## WORK REQUIRED
If a line of the records contains the string "that", copy it out.

## MATERIAL FOR THE TASK

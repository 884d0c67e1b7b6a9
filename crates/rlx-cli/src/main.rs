//! 🚀 rlx: the front door, the bouncer, the maitre d' of rowlift.
//!
//! 🎬 *[narrator voice]* "It all started with a simple main() function..."
//! 📦 Thin CLI wrapper: set up logging, load config, open the backends, then let the
//! library do the heavy lifting. Like a manager. 🦆
//!
//! - `rlx submit <files..>`: upload files, print one receipt per file.
//! - `rlx work`: consume jobs until Ctrl-C (or the configured idle timeout).
//! - `rlx pipeline <files..>`: submit, then consume in the same process until idle.
//! - `rlx health`: probe the blob store.

use std::path::{Path, PathBuf};
use std::time::Duration;

use anyhow::{Context, Result};
use clap::{Parser, Subcommand};
use futures::future::join_all;
use rlx::app_config::load_config;
use rlx::backends::JobQueueConfig;
use rlx::{Pipeline, Upload};
use tracing::{error, info, warn};

/// 😴 `pipeline` stops consuming after this long with an empty queue, unless the config says otherwise.
const PIPELINE_IDLE_MS: u64 = 1_000;

#[derive(Debug, Parser)]
#[command(name = "rlx", version, about = "🚚 Rowlift: tabular files in, document rows out")]
struct Cli {
    /// 🔧 TOML config file. Ignored when it doesn't exist; `RLX_*` env vars still apply.
    #[arg(short, long, env = "RLX_CONFIG", default_value = "rlx.toml", global = true)]
    config: PathBuf,

    #[command(subcommand)]
    command: Command,
}

#[derive(Debug, Subcommand)]
enum Command {
    /// 📤 Upload files and enqueue one job per file.
    Submit {
        #[arg(required = true)]
        files: Vec<PathBuf>,
    },
    /// 📥 Consume jobs until Ctrl-C.
    Work,
    /// 🔁 Submit files, then consume in the same process until the queue goes quiet.
    Pipeline {
        #[arg(required = true)]
        files: Vec<PathBuf>,
    },
    /// 🩺 Check that the blob store is reachable.
    Health,
}

/// 🚀 main(): where it all begins. The "I pressed F5 and held my breath" moment.
#[tokio::main]
async fn main() -> Result<()> {
    rlx::telemetry::init_logging()?;
    let cli = Cli::parse();

    if let Err(err) = run(cli).await {
        error!("💀 error: {}", err);
        // -- 🧅 peel the onion of sadness, one layer at a time
        let mut looks_like_connection_trouble = false;
        for cause in err.chain().skip(1) {
            error!("⚠️  cause: {}", cause);
            let cause_str = cause.to_string();
            if cause_str.contains("error sending request")
                || cause_str.contains("Connection refused")
                || cause_str.contains("connection refused")
                || cause_str.contains("tcp connect error")
                || cause_str.contains("dns error")
            {
                looks_like_connection_trouble = true;
            }
        }
        if looks_like_connection_trouble {
            error!(
                "🔧 hint: looks like a backing service isn't reachable. \
                 Double-check that Elasticsearch (or whatever you pointed us at) is actually running."
            );
        }
        std::process::exit(1);
    }
    Ok(())
}

async fn run(cli: Cli) -> Result<()> {
    // 🔒 a missing config file is not an error, just env vars and defaults
    let config_file = cli
        .config
        .try_exists()
        .with_context(|| format!("💀 couldn't check whether '{}' exists", cli.config.display()))?
        .then_some(cli.config.as_path());
    let mut app_config = load_config(config_file).context("💀 couldn't load the configuration")?;

    match cli.command {
        Command::Submit { files } => {
            if matches!(app_config.job_queue, JobQueueConfig::InMemory(_)) {
                warn!(
                    "⚠️ the job queue is in-memory: these jobs vanish when this process exits. \
                     Use `rlx pipeline`, or configure the Spool queue."
                );
            }
            let pipeline = Pipeline::from_config(app_config).await?;
            let failures = submit_all(&pipeline, &files).await;
            eprintln!("{}", pipeline.metrics.render());
            if failures > 0 {
                anyhow::bail!("💀 {failures} of {} uploads failed", files.len());
            }
        }
        Command::Work => {
            let pipeline = Pipeline::from_config(app_config).await?;
            let summary = pipeline.consumer().run(ctrl_c()).await;
            info!(?summary, "🏁 worker finished");
            eprintln!("{}", pipeline.metrics.render());
        }
        Command::Pipeline { files } => {
            app_config.consumer.idle_shutdown_ms.get_or_insert(PIPELINE_IDLE_MS);
            let pipeline = Pipeline::from_config(app_config).await?;
            let failures = submit_all(&pipeline, &files).await;
            let summary = pipeline.consumer().run(ctrl_c()).await;
            info!(?summary, "🏁 pipeline finished");
            eprintln!("{}", pipeline.metrics.render());
            if failures > 0 || summary.deferred > 0 || summary.failed > 0 {
                anyhow::bail!(
                    "💀 {failures} uploads failed, {} jobs deferred, {} jobs failed",
                    summary.deferred,
                    summary.failed
                );
            }
        }
        Command::Health => {
            let pipeline = Pipeline::from_config(app_config).await?;
            tokio::time::timeout(Duration::from_secs(10), pipeline.producer().check_health())
                .await
                .context("💀 health check timed out")??;
            println!("ok");
        }
    }
    Ok(())
}

/// 📤 Submit every file concurrently. Prints one JSON line per file, returns the failure count.
async fn submit_all(pipeline: &Pipeline, files: &[PathBuf]) -> usize {
    let producer = pipeline.producer();
    let results = join_all(files.iter().map(|path| {
        let producer = producer.clone();
        async move {
            let bytes = match tokio::fs::read(path).await {
                Ok(bytes) => bytes,
                Err(err) => {
                    let body = serde_json::json!({ "error": format!("failed to read '{}': {err}", path.display()) });
                    return Err(body);
                }
            };
            producer
                .submit(Upload::post(file_name(path), bytes))
                .await
                .map_err(|e| e.error_body())
        }
    }))
    .await;

    let mut failures = 0;
    for (path, result) in files.iter().zip(results) {
        match result {
            Ok(receipt) => match serde_json::to_string(&receipt) {
                Ok(line) => println!("{line}"),
                Err(err) => warn!(file = %path.display(), error = %err, "💀 couldn't render receipt"),
            },
            Err(body) => {
                failures += 1;
                eprintln!("{}: {body}", path.display());
            }
        }
    }
    failures
}

fn file_name(path: &Path) -> String {
    path.file_name()
        .map(|n| n.to_string_lossy().into_owned())
        .unwrap_or_else(|| path.display().to_string())
}

async fn ctrl_c() {
    if let Err(err) = tokio::signal::ctrl_c().await {
        warn!(error = %err, "⚠️ couldn't listen for Ctrl-C, running until the queue says stop");
        std::future::pending::<()>().await;
    }
    info!("🛑 Ctrl-C received, finishing the current message and stopping");
}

## ANSWER FOR THE TASK
    /// 🩺 Check that the blob store is reachable.
                 Double-check that Elasticsearch (or whatever you pointed us at) is actually running."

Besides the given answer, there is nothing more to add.